Friday, November 11, 2016

How to Live

When I was in high school, I mostly listened to movie soundtracks. So I discovered Leonard Cohen through the Natural Born Killers soundtrack, a movie about America's obsession with tabloid celebrity turning into reverence for criminality. It's not a perfect movie but that idea certainly remains relevant.

Since then, I've gotten several Leonard Cohen albums and become a fan of this extraordinarily talented and prolific poet and musician who died a few days ago. From the gentle, plaintive melancholy of his earlier, folkish music to his later jazzier, stranger ruminations on sex, beauty, and slow burn despair.

I was surprised to learn he had such a long and established career before his voice became that striking, deep growl I first heard in Natural Born Killers. I knew "Famous Blue Raincoat" from the cover by Tori Amos--and, like Tom Waits, Cohen is a frequently covered artist whose songs sometimes become much better known through their covers.

There are a lot of ways Cohen is appropriate for these days after the U.S. election. Not only for the eloquence with which he expressed helplessness and sorrow but for his true and unwavering faith in beauty and (often physical) love. It is important to remember now how these two perspectives can coexist in one mind.

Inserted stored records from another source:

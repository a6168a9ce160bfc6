//! Database connection management

use sqlx::sqlite::{SqliteConnectOptions, SqlitePoolOptions};
use sqlx::{Pool, Sqlite};
use std::str::FromStr;
use std::time::Duration;

use crate::config::settings;
use crate::utils::errors::{Result, TrackerError};

pub type DatabasePool = Pool<Sqlite>;

#[derive(Debug, Clone)]
pub struct DatabaseConfig {
    pub url: String,
    pub max_connections: u32,
    pub min_connections: u32,
    pub acquire_timeout: Duration,
    pub idle_timeout: Option<Duration>,
    pub max_lifetime: Option<Duration>,
}

impl DatabaseConfig {
    pub fn from_settings(config: &settings::DatabaseConfig) -> Self {
        Self {
            url: config.url.clone(),
            max_connections: config.max_connections,
            min_connections: config.min_connections,
            acquire_timeout: Duration::from_secs(config.acquire_timeout_seconds),
            ..Self::default()
        }
    }

    /// An in-memory database lives only as long as its connections, so it is
    /// pinned to one connection that is never recycled
    fn is_in_memory(&self) -> bool {
        self.url.contains(":memory:") || self.url.contains("mode=memory")
    }
}

impl Default for DatabaseConfig {
    fn default() -> Self {
        Self {
            url: "sqlite://activity_tracker.db".to_string(),
            max_connections: 10,
            min_connections: 1,
            acquire_timeout: Duration::from_secs(30),
            idle_timeout: Some(Duration::from_secs(600)),
            max_lifetime: Some(Duration::from_secs(1800)),
        }
    }
}

/// Create a new database connection pool
pub async fn create_pool(config: &DatabaseConfig) -> Result<DatabasePool> {
    let options = SqliteConnectOptions::from_str(&config.url)
        .map_err(|e| TrackerError::Config(format!("Invalid database URL '{}': {}", config.url, e)))?
        .create_if_missing(true)
        .foreign_keys(true);

    let (max_connections, min_connections, idle_timeout, max_lifetime) = if config.is_in_memory() {
        (1, 1, None, None)
    } else {
        (
            config.max_connections,
            config.min_connections,
            config.idle_timeout,
            config.max_lifetime,
        )
    };

    let pool = SqlitePoolOptions::new()
        .max_connections(max_connections)
        .min_connections(min_connections)
        .acquire_timeout(config.acquire_timeout)
        .idle_timeout(idle_timeout)
        .max_lifetime(max_lifetime)
        .connect_with(options)
        .await?;

    // Test the connection
    sqlx::query("SELECT 1").execute(&pool).await?;

    tracing::info!(max_connections = max_connections, "Database connection pool created successfully");
    Ok(pool)
}

/// Create the schema if it does not exist yet
pub async fn run_migrations(pool: &DatabasePool) -> Result<()> {
    tracing::info!("Running database migrations...");

    sqlx::migrate!("./migrations").run(pool).await?;

    tracing::info!("Database migrations completed successfully");
    Ok(())
}

/// Check database health
pub async fn health_check(pool: &DatabasePool) -> Result<()> {
    sqlx::query("SELECT 1").execute(pool).await?;

    Ok(())
}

When I first began to realise Trump's win was going to happen late Tuesday night, early Wednesday morning, I think I shut down emotionally a little bit. The implications are so horrible they can't be taken in one moment or maybe even one day. Some internal mechanism has shut a valve and opens and closes as it cautiously lets one feeling in after another.

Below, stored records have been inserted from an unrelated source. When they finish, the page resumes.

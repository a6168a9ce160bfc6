//! Participation repository implementation

use sqlx::{QueryBuilder, Sqlite, SqliteConnection};
use std::collections::HashMap;

use crate::database::gateway::StoreGateway;
use crate::models::{Activity, Participation, Student};
use crate::utils::errors::{Result, ValidationError};
use crate::utils::helpers::percentage;

#[derive(Debug, Clone)]
pub struct ParticipationRepository {
    gateway: StoreGateway,
}

impl ParticipationRepository {
    pub fn new(gateway: StoreGateway) -> Self {
        Self { gateway }
    }

    /// Insert a new participation or update the existing one
    pub async fn save(&self, participation: &Participation) -> Result<Participation> {
        let participation = participation.clone();
        self.gateway
            .execute_transaction("participation.save", move |conn| {
                Box::pin(save_participation(conn, participation))
            })
            .await
    }

    /// Explicitly create the participation for a student that was added after
    /// the activity. Returns the existing record if the pair is already covered.
    pub async fn create_for(&self, activity_id: i64, student_id: i64) -> Result<Participation> {
        self.gateway
            .execute_transaction("participation.create_for", move |conn| {
                Box::pin(create_for(conn, activity_id, student_id))
            })
            .await
    }

    pub async fn find_by_id(&self, id: i64) -> Result<Option<Participation>> {
        self.gateway
            .execute_query("participation.find_by_id", move |conn| {
                Box::pin(async move {
                    let found = sqlx::query_as::<_, Participation>(
                        "SELECT * FROM participations WHERE id = ?1",
                    )
                    .bind(id)
                    .fetch_optional(&mut *conn)
                    .await?;
                    Ok(found)
                })
            })
            .await
    }

    pub async fn find_all(&self) -> Result<Vec<Participation>> {
        self.gateway
            .execute_query("participation.find_all", |conn| {
                Box::pin(async move {
                    let all = sqlx::query_as::<_, Participation>(
                        "SELECT * FROM participations ORDER BY activity_id, id",
                    )
                    .fetch_all(&mut *conn)
                    .await?;
                    Ok(all)
                })
            })
            .await
    }

    pub async fn find_by_activity(&self, activity_id: i64) -> Result<Vec<Participation>> {
        self.find_filtered("participation.find_by_activity", "activity_id = ?1", activity_id)
            .await
    }

    pub async fn find_by_student(&self, student_id: i64) -> Result<Vec<Participation>> {
        self.find_filtered("participation.find_by_student", "student_id = ?1", student_id)
            .await
    }

    pub async fn find_participated_by_activity(&self, activity_id: i64) -> Result<Vec<Participation>> {
        self.find_filtered(
            "participation.find_participated_by_activity",
            "activity_id = ?1 AND participated = 1",
            activity_id,
        )
        .await
    }

    pub async fn find_non_participated_by_activity(&self, activity_id: i64) -> Result<Vec<Participation>> {
        self.find_filtered(
            "participation.find_non_participated_by_activity",
            "activity_id = ?1 AND participated = 0",
            activity_id,
        )
        .await
    }

    /// Zero or one record under the fan-out rule
    pub async fn find_by_activity_and_student(
        &self,
        activity_id: i64,
        student_id: i64,
    ) -> Result<Option<Participation>> {
        self.gateway
            .execute_query("participation.find_by_activity_and_student", move |conn| {
                Box::pin(find_pair(conn, activity_id, student_id))
            })
            .await
    }

    pub async fn count_by_activity(&self, activity_id: i64) -> Result<i64> {
        self.count_filtered("participation.count_by_activity", "activity_id = ?1", activity_id)
            .await
    }

    pub async fn count_participated_by_activity(&self, activity_id: i64) -> Result<i64> {
        self.count_filtered(
            "participation.count_participated_by_activity",
            "activity_id = ?1 AND participated = 1",
            activity_id,
        )
        .await
    }

    /// Mean of every non-null score for the activity, 0 when none
    pub async fn average_score_by_activity(&self, activity_id: i64) -> Result<f64> {
        self.gateway
            .execute_query("participation.average_score_by_activity", move |conn| {
                Box::pin(async move {
                    let average: Option<f64> = sqlx::query_scalar(
                        "SELECT AVG(score) FROM participations WHERE activity_id = ?1 AND score IS NOT NULL",
                    )
                    .bind(activity_id)
                    .fetch_one(&mut *conn)
                    .await?;
                    Ok(average.unwrap_or(0.0))
                })
            })
            .await
    }

    /// Participated over total, as a percentage; 0 for an activity without records
    pub async fn participation_rate_by_activity(&self, activity_id: i64) -> Result<f64> {
        self.gateway
            .execute_query("participation.participation_rate_by_activity", move |conn| {
                Box::pin(async move {
                    let (total, participated): (i64, i64) = sqlx::query_as(
                        "SELECT COUNT(*), COALESCE(SUM(participated), 0) FROM participations WHERE activity_id = ?1",
                    )
                    .bind(activity_id)
                    .fetch_one(&mut *conn)
                    .await?;
                    Ok(percentage(participated as usize, total as usize))
                })
            })
            .await
    }

    /// Returns false when the record no longer exists
    pub async fn delete(&self, participation: &Participation) -> Result<bool> {
        let Some(id) = participation.id() else {
            return Ok(false);
        };
        self.gateway
            .execute_transaction("participation.delete", move |conn| {
                Box::pin(async move {
                    let done = sqlx::query("DELETE FROM participations WHERE id = ?1")
                        .bind(id)
                        .execute(&mut *conn)
                        .await?;
                    Ok(done.rows_affected() > 0)
                })
            })
            .await
    }

    async fn find_filtered(
        &self,
        operation: &'static str,
        condition: &'static str,
        key: i64,
    ) -> Result<Vec<Participation>> {
        self.gateway
            .execute_query(operation, move |conn| {
                Box::pin(async move {
                    let sql = format!("SELECT * FROM participations WHERE {} ORDER BY id", condition);
                    let rows = sqlx::query_as::<_, Participation>(&sql)
                        .bind(key)
                        .fetch_all(&mut *conn)
                        .await?;
                    Ok(rows)
                })
            })
            .await
    }

    async fn count_filtered(&self, operation: &'static str, condition: &'static str, key: i64) -> Result<i64> {
        self.gateway
            .execute_query(operation, move |conn| {
                Box::pin(async move {
                    let sql = format!("SELECT COUNT(*) FROM participations WHERE {}", condition);
                    let count: i64 = sqlx::query_scalar(&sql).bind(key).fetch_one(&mut *conn).await?;
                    Ok(count)
                })
            })
            .await
    }
}

async fn save_participation(conn: &mut SqliteConnection, participation: Participation) -> Result<Participation> {
    participation.validate()?;
    match participation.id() {
        None => insert_participation(conn, &participation).await,
        Some(id) => update_participation(conn, id, &participation).await,
    }
}

async fn create_for(conn: &mut SqliteConnection, activity_id: i64, student_id: i64) -> Result<Participation> {
    if let Some(existing) = find_pair(conn, activity_id, student_id).await? {
        return Ok(existing);
    }
    insert_participation(conn, &Participation::new(activity_id, student_id)).await
}

async fn find_pair(conn: &mut SqliteConnection, activity_id: i64, student_id: i64) -> Result<Option<Participation>> {
    let found = sqlx::query_as::<_, Participation>(
        "SELECT * FROM participations WHERE activity_id = ?1 AND student_id = ?2 ORDER BY id LIMIT 1",
    )
    .bind(activity_id)
    .bind(student_id)
    .fetch_optional(&mut *conn)
    .await?;
    Ok(found)
}

async fn ensure_exists(conn: &mut SqliteConnection, entity: &'static str, id: i64) -> Result<()> {
    let sql = match entity {
        "activity" => "SELECT EXISTS(SELECT 1 FROM activities WHERE id = ?1)",
        _ => "SELECT EXISTS(SELECT 1 FROM students WHERE id = ?1)",
    };
    let exists: bool = sqlx::query_scalar(sql).bind(id).fetch_one(&mut *conn).await?;
    if !exists {
        return Err(ValidationError::UnknownReference { entity, id }.into());
    }
    Ok(())
}

pub(crate) async fn insert_participation(
    conn: &mut SqliteConnection,
    participation: &Participation,
) -> Result<Participation> {
    ensure_exists(conn, "activity", participation.activity_id()).await?;
    ensure_exists(conn, "student", participation.student_id()).await?;

    let created = sqlx::query_as::<_, Participation>(
        r#"
        INSERT INTO participations (activity_id, student_id, participated, score, feedback, participation_date)
        VALUES (?1, ?2, ?3, ?4, ?5, ?6)
        RETURNING *
        "#,
    )
    .bind(participation.activity_id())
    .bind(participation.student_id())
    .bind(participation.participated())
    .bind(participation.score())
    .bind(&participation.feedback)
    .bind(participation.participation_date())
    .fetch_one(&mut *conn)
    .await?;

    Ok(created)
}

pub(crate) async fn update_participation(
    conn: &mut SqliteConnection,
    id: i64,
    participation: &Participation,
) -> Result<Participation> {
    // The activity and student references are immutable once stored; the
    // activity guard keeps one activity's save from touching another's rows
    let updated = sqlx::query_as::<_, Participation>(
        r#"
        UPDATE participations
        SET participated = ?2,
            score = ?3,
            feedback = ?4,
            participation_date = COALESCE(participation_date, ?5)
        WHERE id = ?1 AND activity_id = ?6
        RETURNING *
        "#,
    )
    .bind(id)
    .bind(participation.participated())
    .bind(participation.score())
    .bind(&participation.feedback)
    .bind(participation.participation_date())
    .bind(participation.activity_id())
    .fetch_optional(&mut *conn)
    .await?;

    updated.ok_or_else(|| ValidationError::UnknownReference { entity: "participation", id }.into())
}

/// Fill each activity's participation collection from the store
pub(crate) async fn attach_to_activities(conn: &mut SqliteConnection, activities: &mut [Activity]) -> Result<()> {
    let ids: Vec<i64> = activities.iter().filter_map(Activity::id).collect();
    let mut grouped = load_grouped(conn, "activity_id", &ids, |p| p.activity_id()).await?;
    for activity in activities.iter_mut() {
        if let Some(id) = activity.id() {
            activity.participations = grouped.remove(&id).unwrap_or_default();
        }
    }
    Ok(())
}

/// Fill each student's participation collection from the store
pub(crate) async fn attach_to_students(conn: &mut SqliteConnection, students: &mut [Student]) -> Result<()> {
    let ids: Vec<i64> = students.iter().filter_map(Student::id).collect();
    let mut grouped = load_grouped(conn, "student_id", &ids, |p| p.student_id()).await?;
    for student in students.iter_mut() {
        if let Some(id) = student.id() {
            student.participations = grouped.remove(&id).unwrap_or_default();
        }
    }
    Ok(())
}

async fn load_grouped(
    conn: &mut SqliteConnection,
    column: &'static str,
    ids: &[i64],
    key: fn(&Participation) -> i64,
) -> Result<HashMap<i64, Vec<Participation>>> {
    let mut grouped: HashMap<i64, Vec<Participation>> = HashMap::new();
    if ids.is_empty() {
        return Ok(grouped);
    }

    let mut query = QueryBuilder::<Sqlite>::new("SELECT * FROM participations WHERE ");
    query.push(column).push(" IN (");
    let mut separated = query.separated(", ");
    for id in ids {
        separated.push_bind(*id);
    }
    separated.push_unseparated(") ORDER BY id");

    let rows = query
        .build_query_as::<Participation>()
        .fetch_all(&mut *conn)
        .await?;

    for participation in rows {
        grouped.entry(key(&participation)).or_default().push(participation);
    }
    Ok(grouped)
}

The clip I want to leave you with to-day has nothing to do with Leonard Cohen, but something I think of when I think about how to confront this kind of despair. This is from Akira Kurosawa's Ikiru:


Birthday Scene from Ikiru by setsuled

Twitter Sonnet #931

The smells of streets emerge from curtained plays.
A metal wheel is digging through the earth.
The buried temple holds our restless days.
A deal imposed on shades devalues worth.
A purple cord connects the moon to scars.
On every side, the sand is slipping souls.
Too quick, the thoughts resolve to hush the tars.
The deck is slick and hid by smoke from coals.
As plain as rings engraved on masts by blade.
As stars like slugs arrange the moving sky.
A copy sun removes the body's shade.
A horseshoe sets the terms our luck can try.
A bowl prevents the fish from swimming straight.
The vista turns a scalding, pressing hate.